## Activity:
Please take the records that follow and repeat exactly the lines starting with the line with "Highest address a device may use." and going on through the line with "fn from(address: DeviceAddress)".

======== Data listing ========

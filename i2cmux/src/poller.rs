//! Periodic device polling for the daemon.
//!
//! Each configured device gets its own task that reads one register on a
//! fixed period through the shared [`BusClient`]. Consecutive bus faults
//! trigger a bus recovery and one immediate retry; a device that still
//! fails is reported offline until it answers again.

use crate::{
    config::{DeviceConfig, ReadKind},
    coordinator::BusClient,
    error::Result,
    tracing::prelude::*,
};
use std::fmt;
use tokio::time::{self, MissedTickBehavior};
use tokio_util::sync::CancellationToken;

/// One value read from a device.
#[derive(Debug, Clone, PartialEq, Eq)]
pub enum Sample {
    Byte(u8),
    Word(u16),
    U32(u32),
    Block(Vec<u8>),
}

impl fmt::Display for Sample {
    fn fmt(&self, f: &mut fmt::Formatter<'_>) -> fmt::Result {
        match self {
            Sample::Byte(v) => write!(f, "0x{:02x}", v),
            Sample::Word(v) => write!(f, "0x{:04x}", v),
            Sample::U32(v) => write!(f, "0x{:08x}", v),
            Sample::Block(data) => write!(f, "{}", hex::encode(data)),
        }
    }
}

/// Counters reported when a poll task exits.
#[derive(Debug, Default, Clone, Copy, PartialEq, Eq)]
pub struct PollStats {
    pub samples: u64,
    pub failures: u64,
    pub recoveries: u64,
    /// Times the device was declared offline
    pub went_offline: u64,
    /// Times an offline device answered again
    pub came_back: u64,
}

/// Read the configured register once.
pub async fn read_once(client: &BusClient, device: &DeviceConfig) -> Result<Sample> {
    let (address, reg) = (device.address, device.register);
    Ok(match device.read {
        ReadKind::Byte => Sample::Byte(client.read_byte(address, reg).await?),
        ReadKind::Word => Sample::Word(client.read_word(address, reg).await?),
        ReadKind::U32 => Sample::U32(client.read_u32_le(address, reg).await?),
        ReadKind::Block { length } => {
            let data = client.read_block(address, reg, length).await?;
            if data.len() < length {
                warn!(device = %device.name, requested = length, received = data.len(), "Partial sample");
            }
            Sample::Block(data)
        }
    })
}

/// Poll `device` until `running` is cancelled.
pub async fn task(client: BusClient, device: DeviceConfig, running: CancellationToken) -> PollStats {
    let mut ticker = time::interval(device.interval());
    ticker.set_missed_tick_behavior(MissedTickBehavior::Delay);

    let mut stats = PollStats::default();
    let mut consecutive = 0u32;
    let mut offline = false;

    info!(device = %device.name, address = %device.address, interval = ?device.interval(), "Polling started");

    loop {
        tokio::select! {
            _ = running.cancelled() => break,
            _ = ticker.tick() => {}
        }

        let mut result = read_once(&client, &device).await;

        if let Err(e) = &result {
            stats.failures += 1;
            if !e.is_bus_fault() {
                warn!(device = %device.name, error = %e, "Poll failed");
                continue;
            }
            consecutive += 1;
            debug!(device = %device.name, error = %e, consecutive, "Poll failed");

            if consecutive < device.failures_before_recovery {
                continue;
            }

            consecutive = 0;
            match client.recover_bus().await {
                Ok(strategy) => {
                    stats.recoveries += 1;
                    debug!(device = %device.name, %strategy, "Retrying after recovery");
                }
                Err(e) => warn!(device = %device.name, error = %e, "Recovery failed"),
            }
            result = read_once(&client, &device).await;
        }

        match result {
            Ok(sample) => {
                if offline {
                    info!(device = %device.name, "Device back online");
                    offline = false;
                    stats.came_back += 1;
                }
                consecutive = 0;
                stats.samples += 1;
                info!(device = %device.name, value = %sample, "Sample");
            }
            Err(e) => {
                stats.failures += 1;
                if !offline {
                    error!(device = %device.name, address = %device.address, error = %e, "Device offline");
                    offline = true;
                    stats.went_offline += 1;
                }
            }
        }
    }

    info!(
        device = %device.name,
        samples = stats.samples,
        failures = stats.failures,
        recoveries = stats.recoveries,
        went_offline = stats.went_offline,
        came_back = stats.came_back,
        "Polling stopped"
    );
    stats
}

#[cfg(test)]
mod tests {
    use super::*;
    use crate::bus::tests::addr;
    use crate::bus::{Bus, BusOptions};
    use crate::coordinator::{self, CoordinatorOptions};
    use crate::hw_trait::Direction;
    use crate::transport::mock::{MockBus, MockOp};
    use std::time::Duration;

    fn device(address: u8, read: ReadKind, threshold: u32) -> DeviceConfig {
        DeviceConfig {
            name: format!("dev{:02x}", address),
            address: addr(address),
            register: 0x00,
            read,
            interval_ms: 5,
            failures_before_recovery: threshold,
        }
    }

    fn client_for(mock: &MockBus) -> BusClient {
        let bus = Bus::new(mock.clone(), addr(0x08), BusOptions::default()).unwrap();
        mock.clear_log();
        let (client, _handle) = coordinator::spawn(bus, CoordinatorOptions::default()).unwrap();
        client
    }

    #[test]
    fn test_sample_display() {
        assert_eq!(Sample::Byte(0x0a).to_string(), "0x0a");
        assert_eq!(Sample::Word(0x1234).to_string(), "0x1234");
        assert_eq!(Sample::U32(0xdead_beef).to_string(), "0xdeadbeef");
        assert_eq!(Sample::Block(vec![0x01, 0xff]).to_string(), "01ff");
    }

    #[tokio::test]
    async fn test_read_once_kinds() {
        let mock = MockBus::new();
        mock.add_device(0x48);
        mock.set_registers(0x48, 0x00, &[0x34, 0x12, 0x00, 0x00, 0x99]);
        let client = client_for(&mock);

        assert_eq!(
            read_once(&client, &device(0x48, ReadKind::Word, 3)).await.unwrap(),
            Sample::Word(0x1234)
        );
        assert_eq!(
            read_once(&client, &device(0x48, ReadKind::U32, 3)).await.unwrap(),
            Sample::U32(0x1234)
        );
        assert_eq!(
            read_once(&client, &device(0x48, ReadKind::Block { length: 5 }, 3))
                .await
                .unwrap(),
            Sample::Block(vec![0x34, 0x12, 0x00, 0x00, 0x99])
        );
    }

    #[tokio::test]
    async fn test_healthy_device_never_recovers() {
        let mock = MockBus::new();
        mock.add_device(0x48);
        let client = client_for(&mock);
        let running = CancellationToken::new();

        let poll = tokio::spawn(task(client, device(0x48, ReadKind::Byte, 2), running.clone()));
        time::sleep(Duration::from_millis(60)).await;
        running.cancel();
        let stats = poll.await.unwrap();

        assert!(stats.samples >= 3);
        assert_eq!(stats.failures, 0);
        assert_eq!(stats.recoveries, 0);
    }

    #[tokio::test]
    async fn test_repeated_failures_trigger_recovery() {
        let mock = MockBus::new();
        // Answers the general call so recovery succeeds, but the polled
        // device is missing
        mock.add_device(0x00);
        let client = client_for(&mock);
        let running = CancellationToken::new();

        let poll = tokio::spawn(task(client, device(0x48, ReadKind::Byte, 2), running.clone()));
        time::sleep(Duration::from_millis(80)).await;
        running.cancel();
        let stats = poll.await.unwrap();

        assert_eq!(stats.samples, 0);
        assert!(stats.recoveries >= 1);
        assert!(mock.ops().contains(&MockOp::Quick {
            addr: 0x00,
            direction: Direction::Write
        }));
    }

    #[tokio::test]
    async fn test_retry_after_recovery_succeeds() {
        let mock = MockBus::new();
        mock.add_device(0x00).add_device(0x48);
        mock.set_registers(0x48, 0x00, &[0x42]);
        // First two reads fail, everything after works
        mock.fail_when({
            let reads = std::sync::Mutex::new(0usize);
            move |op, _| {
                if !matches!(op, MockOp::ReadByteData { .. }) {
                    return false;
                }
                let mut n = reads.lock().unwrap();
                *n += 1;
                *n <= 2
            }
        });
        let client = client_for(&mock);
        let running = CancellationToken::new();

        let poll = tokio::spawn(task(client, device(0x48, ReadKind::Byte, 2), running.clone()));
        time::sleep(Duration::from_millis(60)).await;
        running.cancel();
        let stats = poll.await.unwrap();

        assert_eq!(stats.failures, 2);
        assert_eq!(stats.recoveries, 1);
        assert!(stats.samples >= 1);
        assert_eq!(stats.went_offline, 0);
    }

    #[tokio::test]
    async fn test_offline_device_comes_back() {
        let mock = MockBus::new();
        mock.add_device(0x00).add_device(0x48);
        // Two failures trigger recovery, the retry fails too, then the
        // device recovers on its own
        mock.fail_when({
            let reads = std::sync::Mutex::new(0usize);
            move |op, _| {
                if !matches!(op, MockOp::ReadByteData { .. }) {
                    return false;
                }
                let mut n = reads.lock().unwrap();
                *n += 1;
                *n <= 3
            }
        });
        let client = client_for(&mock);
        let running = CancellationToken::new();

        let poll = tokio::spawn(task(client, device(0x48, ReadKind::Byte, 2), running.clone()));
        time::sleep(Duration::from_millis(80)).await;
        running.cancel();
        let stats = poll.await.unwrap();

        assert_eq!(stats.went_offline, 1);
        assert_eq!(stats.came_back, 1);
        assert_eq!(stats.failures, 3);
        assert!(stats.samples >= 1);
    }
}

========
======== Data listing ========

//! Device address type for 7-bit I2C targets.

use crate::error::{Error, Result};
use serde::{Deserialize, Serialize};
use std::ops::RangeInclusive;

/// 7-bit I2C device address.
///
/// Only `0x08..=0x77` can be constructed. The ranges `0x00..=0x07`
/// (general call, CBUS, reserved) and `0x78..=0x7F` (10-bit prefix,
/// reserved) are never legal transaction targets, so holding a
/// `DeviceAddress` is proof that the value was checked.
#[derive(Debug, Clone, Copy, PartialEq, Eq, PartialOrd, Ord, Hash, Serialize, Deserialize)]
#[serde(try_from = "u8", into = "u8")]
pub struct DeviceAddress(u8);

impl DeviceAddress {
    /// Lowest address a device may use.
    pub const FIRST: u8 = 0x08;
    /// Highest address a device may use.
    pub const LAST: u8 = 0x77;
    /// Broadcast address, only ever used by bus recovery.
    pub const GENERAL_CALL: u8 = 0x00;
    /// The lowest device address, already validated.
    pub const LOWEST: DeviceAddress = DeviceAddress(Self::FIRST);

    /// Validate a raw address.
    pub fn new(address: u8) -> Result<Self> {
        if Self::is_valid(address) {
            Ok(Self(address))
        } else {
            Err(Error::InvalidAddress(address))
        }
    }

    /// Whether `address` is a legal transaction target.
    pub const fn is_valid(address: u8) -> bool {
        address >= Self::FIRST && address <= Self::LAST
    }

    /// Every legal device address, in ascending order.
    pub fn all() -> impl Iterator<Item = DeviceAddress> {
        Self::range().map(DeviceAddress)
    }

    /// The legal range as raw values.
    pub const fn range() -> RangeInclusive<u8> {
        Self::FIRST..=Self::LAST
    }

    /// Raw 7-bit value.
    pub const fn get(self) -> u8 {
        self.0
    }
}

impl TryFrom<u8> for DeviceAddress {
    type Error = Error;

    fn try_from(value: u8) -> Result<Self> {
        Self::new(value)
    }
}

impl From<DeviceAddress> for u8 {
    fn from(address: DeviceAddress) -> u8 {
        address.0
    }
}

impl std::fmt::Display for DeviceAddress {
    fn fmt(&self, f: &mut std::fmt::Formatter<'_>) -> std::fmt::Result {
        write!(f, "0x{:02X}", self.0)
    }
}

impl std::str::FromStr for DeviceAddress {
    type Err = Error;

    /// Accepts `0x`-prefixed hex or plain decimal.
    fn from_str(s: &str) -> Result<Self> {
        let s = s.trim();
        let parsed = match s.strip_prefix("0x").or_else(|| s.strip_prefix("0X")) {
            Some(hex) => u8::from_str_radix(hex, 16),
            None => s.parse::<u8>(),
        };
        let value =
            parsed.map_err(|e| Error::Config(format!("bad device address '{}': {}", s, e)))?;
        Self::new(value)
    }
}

========
======== Data listing ========

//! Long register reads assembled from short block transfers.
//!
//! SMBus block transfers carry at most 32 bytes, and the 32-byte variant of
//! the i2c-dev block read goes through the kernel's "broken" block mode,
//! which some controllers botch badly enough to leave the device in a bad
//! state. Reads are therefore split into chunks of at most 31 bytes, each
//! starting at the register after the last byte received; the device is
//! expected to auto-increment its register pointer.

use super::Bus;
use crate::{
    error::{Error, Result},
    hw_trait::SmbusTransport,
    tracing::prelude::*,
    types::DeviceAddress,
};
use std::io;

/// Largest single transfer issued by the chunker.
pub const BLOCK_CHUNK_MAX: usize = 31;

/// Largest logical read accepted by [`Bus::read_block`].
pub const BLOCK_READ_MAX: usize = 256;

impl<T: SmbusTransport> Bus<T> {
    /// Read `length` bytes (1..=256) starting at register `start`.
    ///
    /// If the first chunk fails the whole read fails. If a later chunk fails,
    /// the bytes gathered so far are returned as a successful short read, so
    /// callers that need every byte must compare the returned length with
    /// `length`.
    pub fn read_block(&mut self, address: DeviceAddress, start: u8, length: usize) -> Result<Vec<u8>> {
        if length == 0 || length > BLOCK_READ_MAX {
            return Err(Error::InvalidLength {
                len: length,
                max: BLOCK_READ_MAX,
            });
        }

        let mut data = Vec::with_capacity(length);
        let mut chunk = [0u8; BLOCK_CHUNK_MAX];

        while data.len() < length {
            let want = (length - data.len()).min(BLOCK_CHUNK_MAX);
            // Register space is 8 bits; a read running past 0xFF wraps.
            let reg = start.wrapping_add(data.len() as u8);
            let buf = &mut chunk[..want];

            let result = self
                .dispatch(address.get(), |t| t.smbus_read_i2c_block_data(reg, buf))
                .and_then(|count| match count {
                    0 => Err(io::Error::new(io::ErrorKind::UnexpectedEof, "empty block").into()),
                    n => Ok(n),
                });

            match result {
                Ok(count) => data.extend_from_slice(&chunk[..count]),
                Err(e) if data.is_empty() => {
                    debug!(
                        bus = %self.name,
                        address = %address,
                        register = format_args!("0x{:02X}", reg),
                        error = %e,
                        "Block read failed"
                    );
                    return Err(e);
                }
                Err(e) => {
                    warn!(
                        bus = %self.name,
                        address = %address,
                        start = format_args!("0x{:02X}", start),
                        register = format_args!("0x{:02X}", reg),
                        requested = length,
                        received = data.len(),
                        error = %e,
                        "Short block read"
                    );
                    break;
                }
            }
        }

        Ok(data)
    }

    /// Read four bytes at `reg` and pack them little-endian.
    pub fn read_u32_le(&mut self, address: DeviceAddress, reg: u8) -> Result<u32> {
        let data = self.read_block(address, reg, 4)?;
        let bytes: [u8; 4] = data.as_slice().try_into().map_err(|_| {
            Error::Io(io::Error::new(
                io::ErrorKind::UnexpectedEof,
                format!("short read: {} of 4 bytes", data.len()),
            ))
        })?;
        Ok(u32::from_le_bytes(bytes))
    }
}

========

## Task solution:
    /// Highest address a device may use.
    pub const LAST: u8 = 0x77;
    /// Broadcast address, only ever used by bus recovery.
    pub const GENERAL_CALL: u8 = 0x00;
    /// The lowest device address, already validated.
    pub const LOWEST: DeviceAddress = DeviceAddress(Self::FIRST);

    /// Validate a raw address.
    pub fn new(address: u8) -> Result<Self> {
        if Self::is_valid(address) {
            Ok(Self(address))
        } else {
            Err(Error::InvalidAddress(address))
        }
    }

    /// Whether `address` is a legal transaction target.
    pub const fn is_valid(address: u8) -> bool {
        address >= Self::FIRST && address <= Self::LAST
    }

    /// Every legal device address, in ascending order.
    pub fn all() -> impl Iterator<Item = DeviceAddress> {
        Self::range().map(DeviceAddress)
    }

    /// The legal range as raw values.
    pub const fn range() -> RangeInclusive<u8> {
        Self::FIRST..=Self::LAST
    }

    /// Raw 7-bit value.
    pub const fn get(self) -> u8 {
        self.0
    }
}

impl TryFrom<u8> for DeviceAddress {
    type Error = Error;

    fn try_from(value: u8) -> Result<Self> {
        Self::new(value)
    }
}

impl From<DeviceAddress> for u8 {
    fn from(address: DeviceAddress) -> u8 {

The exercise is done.